To evaluate elderly women's knowledge of their skeletal status, assess adequacy of calcium intake, determine the prevalence of low bone density, and determine whether peripheral bone density testing led to medical interventions in a group of rural, elderly Wisconsin women recruited in community pharmacies. Recruiting notices were posted in each pharmacy, and eligible women were enrolled in the order in which they volunteered. Each completed a fracture-risk questionnaire. Calcaneal bone density was measured within the following 6 weeks, using peripheral dual-energy X-ray absorptiometry. Mail surveys were used to assess interventions subsequent to the womens' study participation. The study was conducted at 5 community pharmacies in rural Wisconsin.
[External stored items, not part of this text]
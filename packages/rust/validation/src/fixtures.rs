//! A clean knowledge base shared by the validation tests.

use std::collections::BTreeSet;

use chrono::{TimeZone, Utc};
use riskbase_shared::{
    ExtractionInfo, KbMetadata, KnowledgeBase, Methodology, OccupationRecord, TableRecord,
    TableShape, VisualizationConfig,
};

const OCCUPATIONS: &[(&str, &str, f64, &str)] = &[
    ("Software Developers", "15-1252", 0.96, "Write code"),
    ("Data Scientists", "15-2051", 0.94, "Build models"),
    ("Technical Writers", "27-3042", 0.90, "Write documentation"),
    ("Translators", "27-3091", 0.85, "Translate text"),
    ("Customer Service Representatives", "43-4051", 0.80, "Answer inquiries"),
    ("Editors", "27-3041", 0.75, "Edit copy"),
    ("Market Research Analysts", "13-1161", 0.70, "Analyze survey data"),
    ("Historians", "19-3093", 0.65, "Research archives"),
    ("Proofreaders", "43-9081", 0.60, "Check spelling"),
    ("Sales Representatives", "41-4012", 0.55, "Present products"),
];

fn table(id: &str, title: &str, kind: TableShape, headers: &[&str], rows: Vec<Vec<String>>) -> TableRecord {
    TableRecord {
        id: id.into(),
        title: title.into(),
        page: 3,
        headers: headers.iter().map(|h| h.to_string()).collect(),
        rows,
        footnotes: vec![],
        source: "pdf_tables".into(),
        kind,
    }
}

fn cells(values: &[&str]) -> Vec<String> {
    values.iter().map(|v| v.to_string()).collect()
}

/// Ten occupations, three tables, no findings in any pass.
pub(crate) fn sample_kb() -> KnowledgeBase {
    let date = Utc.with_ymd_and_hms(2025, 7, 20, 12, 0, 0).unwrap();

    let occupations = OCCUPATIONS
        .iter()
        .map(|(name, code, score, task)| OccupationRecord {
            code: code.to_string(),
            name: name.to_string(),
            risk_score: *score,
            key_tasks: vec![task.to_string()],
            table_references: BTreeSet::from(["table_1".to_string()]),
            confidence: 0.9,
        })
        .collect();

    let top_rows = OCCUPATIONS
        .iter()
        .map(|(name, code, score, _)| vec![name.to_string(), code.to_string(), score.to_string()])
        .collect();

    KnowledgeBase {
        metadata: KbMetadata {
            title: "Working with AI".into(),
            version: "1.0.0".into(),
            extraction_date: date,
            source_url: "https://arxiv.org/abs/2507.07935".into(),
            arxiv_id: Some("2507.07935".into()),
            publication_date: Some("2025-07-10".into()),
        },
        methodology: Methodology {
            description: "Applicability scores from assistant conversations".into(),
            data_sources: vec!["Copilot conversations".into(), "O*NET".into()],
            risk_score_definition: "Share of work activities an assistant can perform".into(),
            limitations: vec![],
        },
        occupations,
        tables: vec![
            table(
                "table_1",
                "Top occupations by AI applicability",
                TableShape::TopOccupations,
                &["Occupation", "SOC Code", "Score"],
                top_rows,
            ),
            table(
                "table_2",
                "Occupation group summary",
                TableShape::OccupationGroup,
                &["Occupation group", "Exposure"],
                vec![
                    cells(&["Computer and Mathematical", "0.82"]),
                    cells(&["Office and Administrative Support", "0.70"]),
                ],
            ),
            table(
                "table_3",
                "Industry exposure",
                TableShape::Opaque,
                &["Industry", "Exposure"],
                vec![
                    cells(&["Information", "0.45"]),
                    cells(&["Finance", "0.41"]),
                    cells(&["Retail", "0.30"]),
                ],
            ),
        ],
        cross_references: vec![],
        visualizations: vec![VisualizationConfig::TopOccupations {
            title: "Most exposed occupations".into(),
            limit: 10,
        }],
        extraction_info: ExtractionInfo {
            extraction_date: date,
            run_id: uuid::Uuid::nil(),
            quality_score: 90.0,
            source_confidence: 0.95,
            source_sha256: None,
            normalization_issues: vec![],
            manual_review_required: false,
        },
    }
}
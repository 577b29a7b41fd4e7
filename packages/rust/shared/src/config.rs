//! Application configuration for Riskbase.
//!
//! User config lives at `~/.riskbase/riskbase.toml`.
//! CLI flags override config file values, which override defaults.

use std::path::{Path, PathBuf};

use serde::{Deserialize, Serialize};

use crate::error::{Result, RiskbaseError};

/// Default configuration file name.
const CONFIG_FILE_NAME: &str = "riskbase.toml";

/// Default config directory name under the user's home.
const CONFIG_DIR_NAME: &str = ".riskbase";

// ---------------------------------------------------------------------------
// Config structs (matching riskbase.toml schema)
// ---------------------------------------------------------------------------

/// Top-level application config, deserialized from TOML.
#[derive(Debug, Clone, Default, Serialize, Deserialize)]
pub struct AppConfig {
    /// Global defaults.
    #[serde(default)]
    pub defaults: DefaultsConfig,

    /// Normalizer switches.
    #[serde(default)]
    pub normalizer: NormalizerSection,

    /// Schema validator switches.
    #[serde(default)]
    pub schema: SchemaSection,

    /// Validation engine switches.
    #[serde(default)]
    pub validation: ValidationSection,

    /// Query service tuning.
    #[serde(default)]
    pub query: QuerySection,

    /// Retry policy for fallible I/O.
    #[serde(default)]
    pub retry: RetrySection,
}

/// `[defaults]` section.
#[derive(Debug, Clone, Serialize, Deserialize)]
pub struct DefaultsConfig {
    /// Default knowledge base output directory.
    #[serde(default = "default_output_dir")]
    pub output_dir: String,

    /// Version string stamped into built knowledge bases.
    #[serde(default = "default_kb_version")]
    pub kb_version: String,
}

impl Default for DefaultsConfig {
    fn default() -> Self {
        Self {
            output_dir: default_output_dir(),
            kb_version: default_kb_version(),
        }
    }
}

fn default_output_dir() -> String {
    "var/kb".into()
}
fn default_kb_version() -> String {
    crate::types::CURRENT_KB_VERSION.into()
}

/// `[normalizer]` section.
#[derive(Debug, Clone, Serialize, Deserialize)]
pub struct NormalizerSection {
    #[serde(default = "default_true")]
    pub standardize_occupation_names: bool,
    #[serde(default = "default_true")]
    pub create_cross_references: bool,
    #[serde(default = "default_true")]
    pub validate_data_types: bool,
}

impl Default for NormalizerSection {
    fn default() -> Self {
        Self {
            standardize_occupation_names: true,
            create_cross_references: true,
            validate_data_types: true,
        }
    }
}

/// `[schema]` section.
#[derive(Debug, Clone, Serialize, Deserialize)]
pub struct SchemaSection {
    #[serde(default)]
    pub strict_mode: bool,
    #[serde(default = "default_true")]
    pub validate_references: bool,
    #[serde(default = "default_true")]
    pub check_data_types: bool,
}

impl Default for SchemaSection {
    fn default() -> Self {
        Self {
            strict_mode: false,
            validate_references: true,
            check_data_types: true,
        }
    }
}

/// `[validation]` section.
#[derive(Debug, Clone, Serialize, Deserialize)]
pub struct ValidationSection {
    #[serde(default)]
    pub cross_check_with_source: bool,
    #[serde(default = "default_true")]
    pub validate_data_integrity: bool,
    #[serde(default = "default_true")]
    pub check_completeness: bool,
    /// Path to the extracted source text used by the cross-check pass.
    #[serde(default, skip_serializing_if = "Option::is_none")]
    pub source_pdf_path: Option<String>,
}

impl Default for ValidationSection {
    fn default() -> Self {
        Self {
            cross_check_with_source: false,
            validate_data_integrity: true,
            check_completeness: true,
            source_pdf_path: None,
        }
    }
}

/// `[query]` section.
#[derive(Debug, Clone, Serialize, Deserialize)]
pub struct QuerySection {
    /// Maximum number of cached query results.
    #[serde(default = "default_cache_capacity")]
    pub cache_capacity: usize,
    /// Risk-score distance within which occupations count as similar.
    #[serde(default = "default_similarity_band")]
    pub similarity_band: f64,
    /// Maximum number of similar occupations returned.
    #[serde(default = "default_similar_limit")]
    pub similar_limit: usize,
}

impl Default for QuerySection {
    fn default() -> Self {
        Self {
            cache_capacity: default_cache_capacity(),
            similarity_band: default_similarity_band(),
            similar_limit: default_similar_limit(),
        }
    }
}

fn default_cache_capacity() -> usize {
    1000
}
fn default_similarity_band() -> f64 {
    0.05
}
fn default_similar_limit() -> usize {
    5
}

/// `[retry]` section.
#[derive(Debug, Clone, Serialize, Deserialize)]
pub struct RetrySection {
    #[serde(default = "default_max_attempts")]
    pub max_attempts: u32,
    #[serde(default = "default_base_delay_ms")]
    pub base_delay_ms: u64,
    #[serde(default = "default_max_delay_ms")]
    pub max_delay_ms: u64,
}

impl Default for RetrySection {
    fn default() -> Self {
        Self {
            max_attempts: default_max_attempts(),
            base_delay_ms: default_base_delay_ms(),
            max_delay_ms: default_max_delay_ms(),
        }
    }
}

fn default_true() -> bool {
    true
}
fn default_max_attempts() -> u32 {
    3
}
fn default_base_delay_ms() -> u64 {
    500
}
fn default_max_delay_ms() -> u64 {
    5_000
}

// ---------------------------------------------------------------------------
// Config loading
// ---------------------------------------------------------------------------

/// Get the path to the config directory (`~/.riskbase/`).
pub fn config_dir() -> Result<PathBuf> {
    let home = dirs::home_dir()
        .ok_or_else(|| RiskbaseError::config("could not determine home directory"))?;
    Ok(home.join(CONFIG_DIR_NAME))
}

/// Get the path to the config file (`~/.riskbase/riskbase.toml`).
pub fn config_file_path() -> Result<PathBuf> {
    Ok(config_dir()?.join(CONFIG_FILE_NAME))
}

/// Load the application config from disk. Returns defaults if the file does not exist.
pub fn load_config() -> Result<AppConfig> {
    let path = config_file_path()?;

    if !path.exists() {
        tracing::debug!(?path, "config file not found, using defaults");
        return Ok(AppConfig::default());
    }

    load_config_from(&path)
}

/// Load the application config from a specific file path.
pub fn load_config_from(path: &Path) -> Result<AppConfig> {
    let content = std::fs::read_to_string(path).map_err(|e| RiskbaseError::io(path, e))?;

    toml::from_str(&content)
        .map_err(|e| RiskbaseError::config(format!("failed to parse {}: {e}", path.display())))
}

/// Create the config directory and write a default config file.
/// Returns the path to the created file.
pub fn init_config() -> Result<PathBuf> {
    let dir = config_dir()?;
    std::fs::create_dir_all(&dir).map_err(|e| RiskbaseError::io(&dir, e))?;

    let path = dir.join(CONFIG_FILE_NAME);
    let config = AppConfig::default();
    let content =
        toml::to_string_pretty(&config).map_err(|e| RiskbaseError::config(e.to_string()))?;

    std::fs::write(&path, content).map_err(|e| RiskbaseError::io(&path, e))?;
    tracing::info!(?path, "created default config file");

    Ok(path)
}
//! Shared types, error model, and configuration for Riskbase.
//!
//! This crate is the foundation depended on by all other Riskbase crates.
//! It provides:
//! - [`RiskbaseError`]: the unified error type
//! - Domain types ([`KnowledgeBase`], [`OccupationRecord`], [`TableRecord`], [`RawTable`])
//! - Configuration ([`AppConfig`], config loading)
//! - The retry/fallback policy ([`ErrorHandler`])

pub mod config;
pub mod error;
pub mod retry;
pub mod types;

// Re-export public API at crate root for ergonomic imports.
pub use config::{
    AppConfig, DefaultsConfig, NormalizerSection, QuerySection, RetrySection, SchemaSection,
    ValidationSection, config_dir, config_file_path, init_config, load_config, load_config_from,
};
pub use error::{Result, RiskbaseError};
pub use retry::ErrorHandler;
pub use types::{
    CURRENT_KB_VERSION, CrossReference, ExtractionBundle, ExtractionInfo, ExtractionMetadata,
    IndustryExposure, KbMetadata, KnowledgeBase, MatchReason, Methodology, OccupationRecord,
    OccupationRisk, RawTable, RawText, RiskBin, RiskLevel, SearchFilters, SearchResult,
    TableRecord, TableShape, TaskAutomation, VisualizationConfig, VisualizationKind,
};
Of 133 women, 20% had calcaneal osteoporosis, defined as a T score < or =2.5 (calcaneal bone density <2.5 SDs below the young reference database). Thirty percent of women met National Osteoporosis Foundation (NOF) treatment criteria based on heel bone density and NOF-designated risk factors. Of those meeting treatment criteria, 75% were unaware of their low bone mass. Half of the women received <1200 mg/d of calcium, the recommended dose for osteoporosis prevention. Those who were taking a calcium supplement were much more likely to receive the recommended amount. Women who had discussed bone density test results with their physicians were more likely to receive central dual energy X-ray absorptiometry (DXA) measurements and/or start antiresorptive therapy than women who did not. Rural, elderly Wisconsin women are at substantial risk for osteoporosis, based on calcaneal bone density, but most are unaware of their risk. Compounding this risk is low calcium intake. Community screening of rural, elderly women by peripheral bone density measurement can lead to medical interventions in such individuals.